Chor Bazaar has a family of 200 to 300 films living in Jumerat Bazar in Old City. This has been there since Nizam’s era. The thieves he says pick up small stuff, second hand stuff and sell it for a lark. Jeevan adds, “I have spent one week to ten days with them. They live in tunnels, sheds, and railway stations. The market begins at 2 am and ends at 4.30 pm. From milk dabbas to tyres and television sets everything is available here. They do steal but not that much that will drown the nation. A person who is from the market tells me that they sell to survive and help others survive. Poor people approach them. If the system is good, he questioned, why would people come to them? The people don’t steal new stuff or smuggle goods, they sell anything from 10 rs to one crore but which is of use to others. They don’t go for branded stuff, they steal anything that will be of help to people.”

He adds, “Thousands of people wear what they buy from those people, which they normally can’t afford and buy in big stores. At Least five thousand people wear what they sell. They just pass by and pick up clothes drying on a string. Even if something is lost, people won’t feel the pinch, and they won’t lodge a complaint in the police station. They came from the Nizam’s time, the retired army got a street and unwanted things were thrown there. This was sold in a market. The old stuff also is recycled here. Goods are sold for throwaway prices like Rs10 and sometimes given away free. When they see a woman with an infant, they feel like giving it for free and they have the satisfaction and derive happiness watching their faces, especially when a 1000 Rs stuff is available for 100 or 50 Rs.”

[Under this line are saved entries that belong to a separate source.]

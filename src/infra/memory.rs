//! In-memory invoice directory for embedding and tests.

use std::collections::HashMap;

use async_trait::async_trait;
use tokio::sync::RwLock;

use crate::domain::{InvoiceId, InvoiceSnapshot, TenantId, TenantIdentity};
use crate::infra::{InvoiceDirectory, Result};

#[derive(Default)]
struct DirectoryState {
    /// Insertion order, used for oldest-first listings
    order: Vec<InvoiceId>,
    invoices: HashMap<InvoiceId, InvoiceSnapshot>,
    tenants: HashMap<TenantId, TenantIdentity>,
    compliant: HashMap<InvoiceId, String>,
}

#[derive(Default)]
pub struct InMemoryInvoiceDirectory {
    state: RwLock<DirectoryState>,
}

impl InMemoryInvoiceDirectory {
    pub fn new() -> Self {
        Self::default()
    }

    pub async fn insert_invoice(&self, invoice: InvoiceSnapshot) {
        let mut state = self.state.write().await;
        if !state.invoices.contains_key(&invoice.invoice_id) {
            state.order.push(invoice.invoice_id);
        }
        state.invoices.insert(invoice.invoice_id, invoice);
    }

    pub async fn insert_tenant(&self, tenant: TenantIdentity) {
        self.state.write().await.tenants.insert(tenant.tenant_id, tenant);
    }

    /// Confirmation code recorded by `mark_compliant`, if any
    pub async fn compliance_code(&self, invoice_id: &InvoiceId) -> Option<String> {
        self.state.read().await.compliant.get(invoice_id).cloned()
    }
}

#[async_trait]
impl InvoiceDirectory for InMemoryInvoiceDirectory {
    async fn invoice(&self, invoice_id: &InvoiceId) -> Result<Option<InvoiceSnapshot>> {
        Ok(self.state.read().await.invoices.get(invoice_id).cloned())
    }

    async fn tenant_identity(&self, tenant_id: &TenantId) -> Result<Option<TenantIdentity>> {
        Ok(self.state.read().await.tenants.get(tenant_id).cloned())
    }

    /// Not yet flagged compliant, in insertion order. Whether a record
    /// exists or the tenant can deliver is the caller's concern here, since
    /// this directory cannot see the ledger; `after` lets the caller page
    /// past what it skipped.
    async fn unreported_invoices(
        &self,
        after: Option<InvoiceId>,
        limit: u32,
    ) -> Result<Vec<InvoiceSnapshot>> {
        let state = self.state.read().await;
        let start = match after {
            Some(after) => match state.order.iter().position(|id| *id == after) {
                Some(index) => index + 1,
                None => return Ok(Vec::new()),
            },
            None => 0,
        };
        Ok(state.order[start..]
            .iter()
            .filter(|id| !state.compliant.contains_key(id))
            .filter_map(|id| state.invoices.get(id).cloned())
            .take(limit as usize)
            .collect())
    }

    async fn mark_compliant(&self, invoice_id: &InvoiceId, confirmation_code: &str) -> Result<()> {
        self.state
            .write()
            .await
            .compliant
            .insert(*invoice_id, confirmation_code.to_string());
        Ok(())
    }
}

Jeevan doesn’t sit at a scenic place and wait for creative juices to flow. He observes people, moves with them and brings their painful lives to the screen with a lot of colour. In this story which he has written, there is a happening between the residents or sellers of Begum Bazar and Chor Bazaar. He quips, “If we buy a shoe in Begum Bazaar, it is 2000 Rs whereas the same stuff is available in Chor Bazaar for 100 Rs. The former loses its market. The government and also the police apparently ignore the thefts and feel if they can’t uplift the lives of the thieves, it is better to ignore them. They don’t normally take action as no one lodges a complaint against them. The director observes, “They hate begging and give off things for a lark. There is rhythm in their life, they live for the day and don’t worry about tomorrow. They consider themselves negligible when compared to big burglars and politicians. The big thieves steal things for themselves and prosper, here they steal for others. They don’t break almirahs, lockers, or smugglers. They sing in the police station for documentation and have the silent approval of the police. The cops react only when a complaint is lodged.”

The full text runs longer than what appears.